Le salarié n’a pas besoin de mentionner des sanctions ou des mesures défavorables pour justifier une mesure discriminatoire

Cour de cassation n° 23-17.917, chambre sociale, 14 novembre 2024

Rappel des faits

Dans cette affaire, le salarié a pris acte de la rupture de son contrat de travail puis a saisi les tribunaux afin de voir juger que cette rupture produisait les effets d’un licenciement nul car discriminatoire en raison de son origine.

À l’appui de sa demande, il fait valoir qu’il avait écrit à son employeur pour se plaindre :

  • de propos racistes à son encontre, tenus depuis des mois par ses supérieurs hiérarchiques sur son lieu de travail ;
  • du fait que l’un d’entre eux saluait tout le monde sauf lui ;
  • et du fait qu’il avait été convoqué par le coordinateur et le chef de secteur pour se voir reprocher une relation amoureuse avec une salariée de l’entreprise.

La cour d’appel a considéré que la prise d’acte produisait les effets d’un licenciement sans cause réelle et sérieuse, mais non nul. Les juges ont retenu que le salarié n’avait fait mention d’aucune mesure discriminatoire : il ne justifiait pas avoir été sanctionné, ni avoir subi de mesures défavorables en termes de rémunération ou de promotion, ni même avoir été licencié.

Rappel de la règle

En matière de discrimination, la charge de la preuve est partagée : le salarié doit présenter des éléments de fait laissant supposer l’existence d’une discrimination, charge à l’employeur de prouver que sa décision était justifiée par des éléments objectifs étrangers à toute discrimination, selon l’article L. 1134-1 du Code du travail.

La cassation est ici effectuée également au visa de l’article 1, alinéa 3 de la loi 2008-496 du 27 mai 2008. Ce dernier dispose que la discrimination inclut notamment tout agissement lié à un motif discriminant subi par une personne, et ayant pour objet ou pour effet de porter atteinte à sa dignité ou de créer un environnement hostile, dégradant, humiliant ou offensant.

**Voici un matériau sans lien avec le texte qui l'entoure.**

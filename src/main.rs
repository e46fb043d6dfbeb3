//! @ai:module:intent CLI entry point for the todo finder
//! @ai:module:layer presentation
//! @ai:module:public_api main
//! @ai:module:depends_on extractor, output, config

use clap::{Parser, ValueEnum};
use std::path::PathBuf;
use std::process::ExitCode;
use tdf::{extractor, output, Config, OutputFormat, Whitespace};
use tracing_subscriber::EnvFilter;

#[derive(Parser)]
#[command(name = "tdf")]
#[command(
    author,
    version,
    about = "Finds TODOs in a folder recursively and outputs them in markdown-ready format"
)]
struct Cli {
    /// File or directory to scan
    #[arg(default_value = ".")]
    path: PathBuf,

    /// Do not print file and location
    #[arg(long)]
    no_loc: bool,

    /// Omit markdown list formatting
    #[arg(long)]
    plain: bool,

    /// vim/neovim quickfix list format
    #[arg(long)]
    quickfix: bool,

    /// Output format; overrides --no-loc, --plain and --quickfix
    #[arg(long, short, value_enum)]
    format: Option<Format>,

    /// Path to a TOML config file
    #[arg(long, short)]
    config: Option<PathBuf>,

    /// Treat tabs as whitespace around markers and descriptions
    #[arg(long)]
    tabs: bool,

    /// Skip files whose type is not recognized instead of scanning them as plain text
    #[arg(long)]
    known_only: bool,

    /// Regex of paths to skip (repeatable, added to the configured ones)
    #[arg(long, value_name = "REGEX")]
    exclude: Vec<String>,

    /// Print a summary line to stderr
    #[arg(long)]
    summary: bool,

    /// Disable colored summary output
    #[arg(long)]
    no_color: bool,

    /// Print the effective configuration as TOML and exit
    #[arg(long)]
    print_config: bool,

    /// Log per-file progress to stderr
    #[arg(long, short)]
    verbose: bool,
}

#[derive(Clone, Copy, ValueEnum)]
enum Format {
    Plain,
    FileLoc,
    Markdown,
    MarkdownFull,
    Quickfix,
    Json,
    JsonPretty,
}

impl From<Format> for OutputFormat {
    fn from(f: Format) -> Self {
        match f {
            Format::Plain => OutputFormat::Plain,
            Format::FileLoc => OutputFormat::FileLoc,
            Format::Markdown => OutputFormat::MarkdownList,
            Format::MarkdownFull => OutputFormat::MarkdownListFull,
            Format::Quickfix => OutputFormat::Quickfix,
            Format::Json => OutputFormat::Json,
            Format::JsonPretty => OutputFormat::JsonPretty,
        }
    }
}

impl Cli {
    fn output_format(&self) -> OutputFormat {
        match self.format {
            Some(format) => format.into(),
            None => OutputFormat::from_switches(!self.plain, !self.no_loc, self.quickfix),
        }
    }

    fn load_config(&self) -> tdf::Result<Config> {
        let mut config = match &self.config {
            Some(path) => Config::load(path)?,
            None => Config::default(),
        };

        if self.tabs {
            config.whitespace = Whitespace::Blank;
        }
        if self.known_only {
            config.known_only = true;
        }
        config.exclude.extend(self.exclude.iter().cloned());

        Ok(config)
    }
}

fn init_tracing(verbose: bool) {
    let default_directive = if verbose { "tdf=debug" } else { "tdf=warn" };
    let filter = EnvFilter::try_from_default_env()
        .unwrap_or_else(|_| EnvFilter::new(default_directive));

    tracing_subscriber::fmt()
        .with_env_filter(filter)
        .with_writer(std::io::stderr)
        .init();
}

fn main() -> ExitCode {
    let cli = Cli::parse();
    init_tracing(cli.verbose);

    if cli.no_color {
        colored::control::set_override(false);
    }

    let config = match cli.load_config() {
        Ok(config) => config,
        Err(e) => {
            eprintln!("Error: {}", e);
            return ExitCode::from(2);
        }
    };

    if cli.print_config {
        return match config.to_toml() {
            Ok(text) => {
                print!("{}", text);
                ExitCode::SUCCESS
            }
            Err(e) => {
                eprintln!("Error: {}", e);
                ExitCode::from(2)
            }
        };
    }

    let report = match extractor::scan_path(&cli.path, &config) {
        Ok(report) => report,
        Err(e) => {
            eprintln!("Error: {}: {}", cli.path.display(), e);
            return ExitCode::from(2);
        }
    };

    match output::format_report(&report, cli.output_format()) {
        Ok(text) => print!("{}", text),
        Err(e) => {
            eprintln!("Error: {}", e);
            return ExitCode::from(2);
        }
    }

    if cli.summary {
        eprintln!("{}", output::format_summary(&report));
    }

    ExitCode::SUCCESS
}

Dès lors, selon l’article L. 1132-1 du Code du travail, il n’est pas nécessaire que le salarié soit « écarté d’une procédure de recrutement ou de nomination ou de l’accès à un stage ou à une période de formation en entreprise, (..) sanctionné, licencié » pour qu’il y ait discrimination. Des propos notamment racistes, sont à eux seuls une mesure discriminatoire.

Décision

Le salarié qui se prévaut de l’absence de réaction de l’employeur à la dénonciation de propos racistes et de reproches relatifs à sa vie privée, présente des éléments de fait laissant présumer l’existence d’une discrimination en raison de l’origine, peu importe qu’il ne mentionne pas avoir fait l’objet d’une mesure discriminatoire au sens d’une sanction.

Des agissements discriminatoires où un salarié est traité différemment selon un critère discriminant constituent à eux seuls une mesure discriminatoire, et il appartenait dès lors au juge de rechercher si l’employeur prouvait que les agissements discriminatoires invoqués étaient justifiés par des éléments objectifs étrangers à toute discrimination.

 La Cour de cassation apporte ici une nouvelle illustration des règles en matière de discrimination et censure une cour d’appel qui a exigé que, parmi les éléments apportés par le salarié à l’appui de sa demande, figurent uniquement des sanctions. Les agissements discriminatoires en tant que tels sont aussi repréhensibles.

Cette décision s’inscrit dans la jurisprudence constante de la Cour de cassation et rappelle que des propos, notamment racistes, sont à eux seuls porteurs de discrimination. Il est primordial pour les employeurs de prendre au sérieux toute dénonciation de propos ou de comportements discriminatoires et de réagir aux plaintes. Cela pourra non seulement prévenir des situations de discrimination et maintenir un environnement de travail respectueux et inclusif, mais également protéger l’entreprise contre des litiges potentiels.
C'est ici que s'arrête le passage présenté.